> [Task goal]:
Repeat the whole listing below exactly as it reads.

+++ Data for this task +++

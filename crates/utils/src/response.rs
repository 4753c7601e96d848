use serde::{Deserialize, Serialize};
use ts_rs::TS;

/// Envelope shared by every `/api` response.
#[derive(Debug, Serialize, Deserialize, TS)]
pub struct ApiResponse<T> {
    success: bool,
    data: Option<T>,
    message: Option<String>,
}

impl<T> ApiResponse<T> {
    pub fn success(data: T) -> Self {
        Self {
            success: true,
            data: Some(data),
            message: None,
        }
    }

    pub fn error(message: &str) -> Self {
        Self {
            success: false,
            data: None,
            message: Some(message.to_string()),
        }
    }

    pub fn is_success(&self) -> bool {
        self.success
    }

    pub fn message(&self) -> Option<&str> {
        self.message.as_deref()
    }
}

#[cfg(test)]
mod tests {
    use super::*;

    #[test]
    fn error_envelope_has_no_data() {
        let json = serde_json::to_value(ApiResponse::<()>::error("Unauthorized")).unwrap();
        assert_eq!(json["success"], false);
        assert!(json["data"].is_null());
        assert_eq!(json["message"], "Unauthorized");
    }

    #[test]
    fn success_envelope_has_no_message() {
        let response = ApiResponse::success(3);
        assert!(response.is_success());
        assert_eq!(response.message(), None);
        assert_eq!(serde_json::to_value(&response).unwrap()["data"], 3);
    }
}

+++

> [Exercise response]:
filename crates/utils/src/response.rs
repository 4753c7601e96d848
use serde::{Deserialize, Serialize};
use ts_rs::TS;

/// Envelope shared by every `/api` response.
#[derive(Debug, Serialize, Deserialize, TS)]
pub struct ApiResponse<T> {
    success: bool,
    data: Option<T>,
    message: Option<String>,
}

impl<T> ApiResponse<T> {
    pub fn success(data: T) -> Self {
        Self {
            success: true,
            data: Some(data),
            message: None,
        }
    }

    pub fn error(message: &str) -> Self {
        Self {
            success: false,
            data: None,
            message: Some(message.to_string()),
        }
    }

    pub fn is_success(&self) -> bool {
        self.success
    }

    pub fn message(&self) -> Option<&str> {
        self.message.as_deref()
    }
}

#[cfg(test)]
mod tests {
    use super::*;

    #[test]
    fn error_envelope_has_no_data() {
        let json = serde_json::to_value(ApiResponse::<()>::error("Unauthorized")).unwrap();
        assert_eq!(json["success"], false);
        assert!(json["data"].is_null());
        assert_eq!(json["message"], "Unauthorized");
    }

    #[test]
    fn success_envelope_has_no_message() {
        let response = ApiResponse::success(3);
        assert!(response.is_success());
        assert_eq!(response.message(), None);
        assert_eq!(serde_json::to_value(&response).unwrap()["data"], 3);
    }
}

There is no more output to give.